John Holecek

No. 52, 59
- Position: Linebacker

Personal information
- Born: May 7, 1972 (age 54) Steger, Illinois, U.S.
- Listed height: 6 ft 2 in (1.88 m)
- Listed weight: 242 lb (110 kg)

Career information
- High school: Marian Catholic (Chicago Heights, Illinois)
- College: Illinois
- NFL draft: 1995 (5th round, 144th overall pick)

Career history
- Buffalo Bills (1995–2000); San Diego Chargers (2001); Atlanta Falcons (2002);

Awards and highlights
- First-team All-Big Ten (1993); Second-team All-Big Ten (1994); Chicago Sports Hall-of-Fame (2011);

Career NFL statistics
- Tackles: 380
- Sacks: 3.5
- Interceptions: 2
- Forced fumbles: 3
- Stats at Pro Football Reference

= John Holecek =

American football player (born 1972)

John Francis Holecek (born May 7, 1972) is an American football head coach football and former professional football player.
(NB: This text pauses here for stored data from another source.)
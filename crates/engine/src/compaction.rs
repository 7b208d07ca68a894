//! Background size-tiered compaction worker.
//!
//! A single thread ticks every `compaction_interval_ms`. When the catalog
//! holds at least `compaction_threshold` runs it merges the oldest runs of
//! the most populated size tier into one new run, eliminating superseded
//! versions and, when safe, tombstones. On-demand [`Compactor::trigger`]
//! runs the same pass synchronously; a non-blocking try-lock coalesces
//! concurrent triggers with the periodic tick.
//!
//! Tick errors are logged and swallowed: the partial output is canceled,
//! the catalog is untouched, and the next tick retries.

use std::collections::HashSet;
use std::path::PathBuf;
use std::sync::atomic::{AtomicBool, Ordering};
use std::sync::{Arc, Mutex};
use std::thread::JoinHandle;
use std::time::{Duration, Instant};

use crossbeam_channel::{Receiver, RecvTimeoutError, Sender};
use sstable::{Catalog, MergeIterator, RunMeta, RunWriter};
use tracing::{error, info, warn};

use crate::{EngineConfig, EngineError};

/// How long `shutdown` waits for an in-flight pass before detaching the
/// worker thread.
const SHUTDOWN_TIMEOUT: Duration = Duration::from_secs(30);

pub(crate) struct Compactor {
    shared: Arc<CompactorShared>,
    shutdown_tx: Sender<()>,
    thread: Mutex<Option<JoinHandle<()>>>,
}

struct CompactorShared {
    catalog: Arc<Catalog>,
    compaction_threshold: usize,
    max_compaction_files: usize,
    /// Non-reentrant try-lock; periodic and on-demand passes coalesce.
    lock: Mutex<()>,
    /// Set by `shutdown`; the merge loop checks it per record so an
    /// in-flight pass aborts promptly, canceling its partial output.
    stopping: AtomicBool,
}

impl Compactor {
    pub(crate) fn start(
        catalog: Arc<Catalog>,
        config: &EngineConfig,
    ) -> Result<Self, EngineError> {
        let shared = Arc::new(CompactorShared {
            catalog,
            compaction_threshold: config.compaction_threshold,
            max_compaction_files: config.max_compaction_files,
            lock: Mutex::new(()),
            stopping: AtomicBool::new(false),
        });
        let (shutdown_tx, shutdown_rx) = crossbeam_channel::bounded(1);
        let interval = Duration::from_millis(config.compaction_interval_ms.max(1));

        let thread = {
            let shared = Arc::clone(&shared);
            std::thread::Builder::new()
                .name("silt-compaction".into())
                .spawn(move || run_ticker(&shared, &shutdown_rx, interval))?
        };

        Ok(Self {
            shared,
            shutdown_tx,
            thread: Mutex::new(Some(thread)),
        })
    }

    /// Runs one pass now. `Ok(false)` means another pass holds the lock or
    /// no tier had enough runs.
    pub(crate) fn trigger(&self) -> Result<bool, EngineError> {
        self.shared.try_compact()
    }

    /// Signals the worker and waits for it to stop, bounded by
    /// [`SHUTDOWN_TIMEOUT`]. An in-flight merge observes the stop flag,
    /// cancels its partial output file, and returns without touching the
    /// catalog.
    pub(crate) fn shutdown(&self) {
        self.shared.stopping.store(true, Ordering::Release);
        let _ = self.shutdown_tx.send(());
        let handle = self
            .thread
            .lock()
            .unwrap_or_else(|e| e.into_inner())
            .take();
        let Some(handle) = handle else { return };

        let deadline = Instant::now() + SHUTDOWN_TIMEOUT;
        while !handle.is_finished() && Instant::now() < deadline {
            std::thread::sleep(Duration::from_millis(10));
        }
        if handle.is_finished() {
            let _ = handle.join();
        } else {
            warn!("compaction worker did not stop within {SHUTDOWN_TIMEOUT:?}, detaching");
        }
    }
}

fn run_ticker(shared: &CompactorShared, shutdown_rx: &Receiver<()>, interval: Duration) {
    loop {
        match shutdown_rx.recv_timeout(interval) {
            Ok(()) | Err(RecvTimeoutError::Disconnected) => break,
            Err(RecvTimeoutError::Timeout) => {}
        }
        if shared.catalog.count() < shared.compaction_threshold {
            continue;
        }
        if let Err(e) = shared.try_compact() {
            error!("compaction failed: {e}");
        }
    }
}

impl CompactorShared {
    fn try_compact(&self) -> Result<bool, EngineError> {
        let Ok(_guard) = self.lock.try_lock() else {
            return Ok(false);
        };
        if self.stopping.load(Ordering::Acquire) {
            return Ok(false);
        }

        let candidates = self
            .catalog
            .select_for_compaction(self.max_compaction_files);
        if candidates.len() < 2 {
            return Ok(false);
        }
        let drop_tombstones = may_drop_tombstones(&self.catalog.runs(), &candidates);

        info!(
            inputs = candidates.len(),
            drop_tombstones, "starting compaction"
        );
        let start = Instant::now();

        // newest first, so the merge resolves (key, timestamp) ties toward
        // the newer run
        let mut ordered = candidates.clone();
        ordered.sort_by_key(|r| std::cmp::Reverse((r.created_ms, r.file_id)));
        let mut readers = Vec::with_capacity(ordered.len());
        for meta in &ordered {
            readers.push(self.catalog.reader(meta)?);
        }

        let mut merge = MergeIterator::new(&readers, drop_tombstones)?;
        let path = self.catalog.new_path();
        let mut writer = RunWriter::create(&path)?;
        loop {
            if self.stopping.load(Ordering::Acquire) {
                writer.cancel();
                info!("compaction aborted by shutdown, partial output canceled");
                return Ok(false);
            }
            match merge.next_entry() {
                Ok(Some(record)) => {
                    if let Err(e) = writer.write(&record) {
                        writer.cancel();
                        return Err(e.into());
                    }
                }
                Ok(None) => break,
                Err(e) => {
                    writer.cancel();
                    return Err(e.into());
                }
            }
        }
        let meta = writer.finish()?;

        // every input record was a dropped tombstone: skip the empty run
        let output_name = meta.file_name().to_string();
        let new_meta = if meta.entry_count == 0 {
            let _ = std::fs::remove_file(&meta.path);
            None
        } else {
            Some(meta)
        };
        let merged_entries = new_meta.as_ref().map_or(0, |m| m.entry_count);
        self.catalog.replace(&candidates, new_meta);

        info!(
            inputs = candidates.len(),
            entries = merged_entries,
            output = %output_name,
            took_ms = start.elapsed().as_millis() as u64,
            "compaction finished"
        );
        Ok(true)
    }
}

/// A tombstone may be eliminated only when no run outside the merge could
/// still hold a pre-deletion version of its key: every non-selected run
/// must be newer than every selected run. Newer non-selected versions are
/// unaffected: they supersede the tombstone by timestamp anyway.
pub(crate) fn may_drop_tombstones(all_runs: &[RunMeta], selected: &[RunMeta]) -> bool {
    let Some(newest_selected) = selected.iter().map(|r| (r.created_ms, r.file_id)).max() else {
        return false;
    };
    let selected_paths: HashSet<&PathBuf> = selected.iter().map(|r| &r.path).collect();
    all_runs
        .iter()
        .filter(|r| !selected_paths.contains(&r.path))
        .all(|r| (r.created_ms, r.file_id) >= newest_selected)
}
He played linebacker for eight seasons in the National Football League (NFL) for the Buffalo Bills, the San Diego Chargers, and the Atlanta Falcons. He played college football at University of Illinois at Urbana-Champaign was later drafted by the Bills in 1995. Holecek also played for the Chargers in 2001 and the Falcons in 2002. Holecek was hired as the head football coach at Loyola Academy in 2006. Over his tenure, he became the winningest head coach in the school's history with a 185–36 record, including Class 8A Illinois Football State Championships in 2015, 2018, and 2022. Holecek was a finalist for the 2015 National Coach of the Year award.

== Early life ==
Holecek was a three-sport athlete at Marian Catholic High School in Chicago Heights, Illinois, excelling in wrestling, baseball, and football.

Holecek played both tight end and middle linebacker for Marian coach Dave Mattio. He reflected on Holecek, commenting, "Even then, I saw how he never quit and everything had to be perfect. He was a tough kid, I compare him to street kid because of his toughness and being hard-nosed on the field. He played hard and the thing about John, he could run for a big guy."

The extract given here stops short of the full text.